Dataset entries
//! Backend-neutral query tree.
//!
//! [`QueryBuilder`] resolves each rule condition against the named
//! detections, applies field modifiers and the mapping configuration, and
//! produces one [`RuleQuery`] per condition. Backends only render trees.

use std::collections::BTreeSet;

use ipnet::IpNet;

use rsigmac_parser::{
    Aggregation, ConditionExpr, ConditionOperator, Detection, DetectionItem, Quantifier,
    SigmaRule, SigmaString,
};

use crate::config::SigmaConfig;
use crate::error::{ConvertError, Result};
use crate::modifiers::{ModCtx, Match};

// =============================================================================
// Tree types
// =============================================================================

/// A value a field or keyword is compared against.
#[derive(Debug, Clone, PartialEq)]
pub enum QueryValue {
    /// Literal text with wildcards.
    String(SigmaString),
    Integer(i64),
    Float(f64),
    Bool(bool),
    Null,
    /// Regular expression, inline flags already applied.
    Regex(String),
    Cidr(IpNet),
}

impl QueryValue {
    pub fn has_wildcards(&self) -> bool {
        matches!(self, QueryValue::String(s) if s.contains_wildcards())
    }

    /// Text of a scalar value; `None` for null, regex and network values.
    pub fn scalar_text(&self) -> Option<String> {
        match self {
            QueryValue::Integer(n) => Some(n.to_string()),
            QueryValue::Float(n) => Some(n.to_string()),
            QueryValue::Bool(b) => Some(b.to_string()),
            _ => None,
        }
    }
}

#[derive(Debug, Clone, PartialEq)]
pub enum QueryNode {
    And(Vec<QueryNode>),
    Or(Vec<QueryNode>),
    Not(Box<QueryNode>),
    Field { field: String, value: QueryValue },
    /// Full-text match without a field.
    Keyword(QueryValue),
    Exists { field: String, exists: bool },
    Compare {
        field: String,
        op: ConditionOperator,
        value: f64,
    },
}

impl QueryNode {
    /// AND-combine, flattening nested ANDs and unwrapping single children.
    pub fn and(nodes: Vec<QueryNode>) -> QueryNode {
        Self::combine(nodes, true)
    }

    /// OR-combine, flattening nested ORs and unwrapping single children.
    pub fn or(nodes: Vec<QueryNode>) -> QueryNode {
        Self::combine(nodes, false)
    }

    fn combine(nodes: Vec<QueryNode>, and: bool) -> QueryNode {
        let mut flat = Vec::with_capacity(nodes.len());
        for node in nodes {
            match node {
                QueryNode::And(children) if and => flat.extend(children),
                QueryNode::Or(children) if !and => flat.extend(children),
                other => flat.push(other),
            }
        }
        if flat.len() == 1 {
            return flat.remove(0);
        }
        if and {
            QueryNode::And(flat)
        } else {
            QueryNode::Or(flat)
        }
    }

    pub fn is_composite(&self) -> bool {
        matches!(self, QueryNode::And(_) | QueryNode::Or(_))
    }

    /// Every field name referenced in the tree.
    pub fn fields(&self, out: &mut BTreeSet<String>) {
        match self {
            QueryNode::And(children) | QueryNode::Or(children) => {
                for c in children {
                    c.fields(out);
                }
            }
            QueryNode::Not(inner) => inner.fields(out),
            QueryNode::Field { field, .. }
            | QueryNode::Exists { field, .. }
            | QueryNode::Compare { field, .. } => {
                out.insert(field.clone());
            }
            QueryNode::Keyword(_) => {}
        }
    }

    /// Keyword leaves in the tree, in order.
    pub fn keywords(&self) -> Vec<&QueryValue> {
        let mut out = Vec::new();
        self.collect_keywords(&mut out);
        out
    }

    fn collect_keywords<'a>(&'a self, out: &mut Vec<&'a QueryValue>) {
        match self {
            QueryNode::And(children) | QueryNode::Or(children) => {
                for c in children {
                    c.collect_keywords(out);
                }
            }
            QueryNode::Not(inner) => inner.collect_keywords(out),
            QueryNode::Keyword(v) => out.push(v),
            _ => {}
        }
    }
}

/// The query for one rule condition.
#[derive(Debug, Clone, PartialEq)]
pub struct RuleQuery {
    pub node: QueryNode,
    /// Aggregation with field names already mapped.
    pub aggregation: Option<Aggregation>,
}

// =============================================================================
// Builder
// =============================================================================

/// Builds query trees for rules under a mapping configuration.
#[derive(Debug, Clone, Default)]
pub struct QueryBuilder {
    config: SigmaConfig,
}

impl QueryBuilder {
    pub fn new(config: SigmaConfig) -> Self {
        QueryBuilder { config }
    }

    pub fn config(&self) -> &SigmaConfig {
        &self.config
    }

    /// One query per rule condition, in condition order.
    pub fn build(&self, rule: &SigmaRule) -> Result<Vec<RuleQuery>> {
        let ls_conditions: Vec<QueryNode> = self
            .config
            .logsource_conditions(&rule.logsource)
            .into_iter()
            .map(|(field, values)| {
                QueryNode::or(
                    values
                        .into_iter()
                        .map(|v| QueryNode::Field {
                            field: field.clone(),
                            value: QueryValue::String(SigmaString::new(&v)),
                        })
                        .collect(),
                )
            })
            .collect();

        let mut queries = Vec::with_capacity(rule.detection.conditions.len());
        for condition in &rule.detection.conditions {
            let mut node = self.resolve(&condition.expr, rule)?;
            if !ls_conditions.is_empty() {
                let mut parts = ls_conditions.clone();
                parts.push(node);
                node = QueryNode::and(parts);
            }
            let aggregation = condition.aggregation.clone().map(|mut agg| {
                agg.field = agg.field.map(|f| self.primary_field(&f));
                agg.group_by = agg.group_by.map(|g| self.primary_field(&g));
                agg
            });
            queries.push(RuleQuery { node, aggregation });
        }
        Ok(queries)
    }

    /// Aggregations name a single field; use the first mapping target.
    fn primary_field(&self, field: &str) -> String {
        self.config
            .map_field(field)
            .into_iter()
            .next()
            .unwrap_or_else(|| field.to_string())
    }

    fn resolve(&self, expr: &ConditionExpr, rule: &SigmaRule) -> Result<QueryNode> {
        let named = &rule.detection.named;
        match expr {
            ConditionExpr::Identifier(name) => {
                let det = named.get(name).ok_or_else(|| {
                    ConvertError::Backend(format!("condition references unknown detection '{name}'"))
                })?;
                self.detection(det)
            }
            ConditionExpr::And(args) => Ok(QueryNode::and(
                args.iter()
                    .map(|a| self.resolve(a, rule))
                    .collect::<Result<_>>()?,
            )),
            ConditionExpr::Or(args) => Ok(QueryNode::or(
                args.iter()
                    .map(|a| self.resolve(a, rule))
                    .collect::<Result<_>>()?,
            )),
            ConditionExpr::Not(inner) => Ok(QueryNode::Not(Box::new(self.resolve(inner, rule)?))),
            ConditionExpr::Selector {
                quantifier,
                pattern,
            } => {
                if let Quantifier::Count(n) = quantifier {
                    return Err(ConvertError::NotSupported(format!(
                        "'{n} of' selectors cannot be expressed as a query"
                    )));
                }
                let matched = named
                    .iter()
                    .filter(|(name, _)| pattern.matches(name))
                    .map(|(_, det)| self.detection(det))
                    .collect::<Result<Vec<_>>>()?;
                if matched.is_empty() {
                    return Err(ConvertError::Backend(format!(
                        "selector '{quantifier} of {pattern}' matches no detection"
                    )));
                }
                Ok(match quantifier {
                    Quantifier::All => QueryNode::and(matched),
                    _ => QueryNode::or(matched),
                })
            }
        }
    }

    fn detection(&self, det: &Detection) -> Result<QueryNode> {
        match det {
            Detection::AllOf(items) => Ok(QueryNode::and(
                items
                    .iter()
                    .map(|i| self.item(i))
                    .collect::<Result<_>>()?,
            )),
            Detection::AnyOf(subs) => Ok(QueryNode::or(
                subs.iter()
                    .map(|d| self.detection(d))
                    .collect::<Result<_>>()?,
            )),
            Detection::Keywords(values) => {
                let ctx = ModCtx::default();
                let mut nodes = Vec::new();
                for v in values {
                    for m in ctx.expand(v)? {
                        nodes.push(keyword_node(m)?);
                    }
                }
                Ok(QueryNode::or(nodes))
            }
        }
    }

    fn item(&self, item: &DetectionItem) -> Result<QueryNode> {
        let ctx = ModCtx::from_modifiers(&item.field.modifiers)?;

        let Some(field) = &item.field.name else {
            if ctx.exists {
                return Err(ConvertError::Backend(
                    "'exists' needs a field name".into(),
                ));
            }
            let per_value = item
                .values
                .iter()
                .map(|v| {
                    let matches = ctx.expand(v)?;
                    Ok(QueryNode::or(
                        matches.into_iter().map(keyword_node).collect::<Result<_>>()?,
                    ))
                })
                .collect::<Result<Vec<_>>>()?;
            return Ok(ctx.link(per_value));
        };

        let targets = self.config.map_field(field);
        let per_field = targets
            .iter()
            .map(|target| {
                if ctx.exists {
                    let exists = ctx.exists_flag(&item.values);
                    return Ok(QueryNode::Exists {
                        field: target.clone(),
                        exists,
                    });
                }
                let per_value = item
                    .values
                    .iter()
                    .map(|v| {
                        let matches = ctx.expand(v)?;
                        Ok(QueryNode::or(
                            matches.into_iter().map(|m| field_node(target, m)).collect(),
                        ))
                    })
                    .collect::<Result<Vec<_>>>()?;
                Ok(ctx.link(per_value))
            })
            .collect::<Result<Vec<_>>>()?;

        Ok(QueryNode::or(per_field))
    }
}

fn field_node(field: &str, m: Match) -> QueryNode {
    match m {
        Match::Value(value) => QueryNode::Field {
            field: field.to_string(),
            value,
        },
        Match::Compare(op, value) => QueryNode::Compare {
            field: field.to_string(),
            op,
            value,
        },
    }
}

fn keyword_node(m: Match) -> Result<QueryNode> {
    match m {
        Match::Value(QueryValue::Null) => {
            Err(ConvertError::Backend("null keyword has no meaning".into()))
        }
        Match::Value(value) => Ok(QueryNode::Keyword(value)),
        Match::Compare(..) => Err(ConvertError::Backend(
            "numeric comparison needs a field name".into(),
        )),
    }
}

What this task involves
After locating the line that contains "only render trees.", please copy exactly every line from the start of the records through it, and nothing else.

Expected output
//! Backend-neutral query tree.
//!
//! [`QueryBuilder`] resolves each rule condition against the named
//! detections, applies field modifiers and the mapping configuration, and
//! produces one [`RuleQuery`] per condition. Backends only render trees.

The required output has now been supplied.